We also consider aggravating and mitigating circumstances. Matter of Christoff and Holmes, 690 N.E.2d 1135 (Ind. 1997); Matter of Darling, 685 N.E.2d 1066 (Ind. 1997). In purported mitigation, the parties in this case note that, although the client never authorized respondent to reveal the proposed settlement or the amount offered therein, the client himself had communicated the existence of the offer and its general amount to others before the respondent divulged the information to the judge.
Based upon consideration of the foregoing factors, we find that the proposed sanction should be approved, but only because of our strong inclination to support agreed resolutions.
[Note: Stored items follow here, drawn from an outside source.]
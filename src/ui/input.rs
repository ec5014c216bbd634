//! Keyboard bindings for the cards.

use crossterm::event::{KeyCode, KeyEvent};

use crate::ui::history_card::{DialogState, HistoryCardIntent};
use crate::ui::popular_card::PopularCardIntent;

pub fn history_key_intent(dialog: DialogState, key: &KeyEvent) -> Option<HistoryCardIntent> {
    match (dialog, key.code) {
        (DialogState::Shown, KeyCode::Enter) => Some(HistoryCardIntent::Confirm),
        (DialogState::Shown, KeyCode::Esc) => Some(HistoryCardIntent::DismissRequest),
        (DialogState::Shown, _) => None,
        (DialogState::Hidden, KeyCode::Enter | KeyCode::Char(' ')) => {
            Some(HistoryCardIntent::ActivateRow)
        }
        (DialogState::Hidden, KeyCode::Char('x') | KeyCode::Delete) => {
            Some(HistoryCardIntent::Dismiss)
        }
        (DialogState::Hidden, _) => None,
    }
}

pub fn popular_key_intent(key: &KeyEvent) -> Option<PopularCardIntent> {
    matches!(key.code, KeyCode::Enter | KeyCode::Char(' ')).then_some(PopularCardIntent::Activate)
}

#[cfg(test)]
mod tests {
    use super::*;
    use crossterm::event::KeyModifiers;

    fn key(code: KeyCode) -> KeyEvent {
        KeyEvent::new(code, KeyModifiers::NONE)
    }

    #[test]
    fn dialog_captures_enter() {
        assert_eq!(
            history_key_intent(DialogState::Shown, &key(KeyCode::Enter)),
            Some(HistoryCardIntent::Confirm)
        );
        assert_eq!(
            history_key_intent(DialogState::Hidden, &key(KeyCode::Enter)),
            Some(HistoryCardIntent::ActivateRow)
        );
    }

    #[test]
    fn dismiss_key_ignored_while_shown() {
        assert_eq!(history_key_intent(DialogState::Shown, &key(KeyCode::Char('x'))), None);
    }

    #[test]
    fn popular_ignores_other_keys() {
        assert_eq!(popular_key_intent(&key(KeyCode::Char('x'))), None);
    }
}
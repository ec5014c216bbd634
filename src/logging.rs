use tracing_subscriber::EnvFilter;
use tracing_subscriber::{fmt, layer::SubscriberExt, util::SubscriberInitExt};

/// Environment variable naming the log file.
pub const LOG_ENV: &str = "NEWSCARDS_LOG";

/// Initialize tracing with optional file output.
///
/// Logging is disabled unless `NEWSCARDS_LOG` names a file, so the
/// preview screen is never written over.
pub fn init_tracing() {
    let Some(log_path) = std::env::var(LOG_ENV).ok() else {
        return;
    };

    let filter = EnvFilter::try_from_default_env().unwrap_or_else(|_| EnvFilter::new("info"));

    let Ok(file) = std::fs::File::create(&log_path) else {
        eprintln!("Warning: Failed to create log file: {}", log_path);
        return;
    };

    let file_layer = fmt::layer()
        .with_writer(file)
        .with_ansi(false)
        .with_target(true)
        .with_level(true);

    tracing_subscriber::registry()
        .with(filter)
        .with(file_layer)
        .init();
}
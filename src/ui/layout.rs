use ratatui::layout::{Position, Rect};

/// Rect of `width` x `height` centered in `area`, clamped to it.
pub fn centered_rect_by_size(area: Rect, width: u16, height: u16) -> Rect {
    let width = width.min(area.width);
    let height = height.min(area.height);
    Rect {
        x: area.x + (area.width - width) / 2,
        y: area.y + (area.height - height) / 2,
        width,
        height,
    }
}

pub fn contains(rect: Rect, column: u16, row: u16) -> bool {
    rect.contains(Position::new(column, row))
}
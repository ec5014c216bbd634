use crate::ui::mvi::Intent;

#[derive(Debug, Clone, Copy, PartialEq, Eq)]
pub enum HistoryCardIntent {
    /// Primary action on the row: open the article.
    ActivateRow,
    /// The dismiss icon was clicked.
    Dismiss,
    /// The row's "show fewer" custom accessibility action.
    ShowFewer,
    /// The dialog's acknowledgement control.
    Confirm,
    /// Click outside the dialog or Esc.
    DismissRequest,
}

impl Intent for HistoryCardIntent {}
In view of the respondent’s knowing breach of his fiduciary obligation to this client, had this case been litigated, the sanction may well have been more severe.
It is, therefore, ordered that the respondent, Frank B. Harshey, is hereby reprimanded and admonished for his misconduct.
The Clerk of this Court is directed to provide notice of this order in accordance with Admis.Disc.R. 23(3)(d) and to provide the clerk of the United States Court of Appeals for the Seventh Circuit, the clerk of each of the United States District Courts in this state, and the clerks of the United States Bankruptcy Courts in this state with the last known address of respondent as reflected in the records of the Clerk.
Costs are assessed against respondent.

SHEPARD, Chief Justice, dissenting, joined by JUSTICE DICKSON:

    Mr. Harshey’s stunning treatment of his client is remarkably simple to describe.
    After the client decided to turn down the defendant corporation’s offer of settlement, Harshey decided not to act on the client’s decision and set about finding some way to make the client accept it anyway.
    He started off with an ex parte communication to the judge who had presided in the client’s divorce, a venue in which Harshey had no status at all. In the course of this communication, he violated his duty to preserve the confidences of his client by revealing the status of the settlement negotiations.
    When the client got wind of what Harshey was up to and asked him to stop, Harshey lied to the client, claiming he was now representing the lawyers who had litigated the divorce and could be fired only by them.
    Fearful that his client might find a way to stop him, Harshey decided to meet with the dissolution judge and the dissolution lawyers a day in advance of the scheduled court hearing – to ask for permission to inform the defendant corporation that its settlement would be accepted. In effect, he assured that even if the client showed up at the hearing to stand on his rights, it would be too late. It was too late.
The client who wanted to go to trial – and whose trial was just a few weeks off – never got his day in court. He was thwarted by the active and willful effort of his lawyer, who refused the client’s proper instructions, breached his confidences, lied to him, and ex parte’d the judge.
    Our disciplinary system should not treat such behavior as a matter for mere reprimand.

Footnote: Professional Conduct Rule 1.2(a) provides:

    A lawyer shall abide by a client’s decisions concerning the objectives of representation, subject to paragraphs (c), (d) and (e), and shall consult with the client as to the means by which they are to be pursued. A lawyer shall abide by a client’s decision whether to accept an offer of settlement of a matter. . . .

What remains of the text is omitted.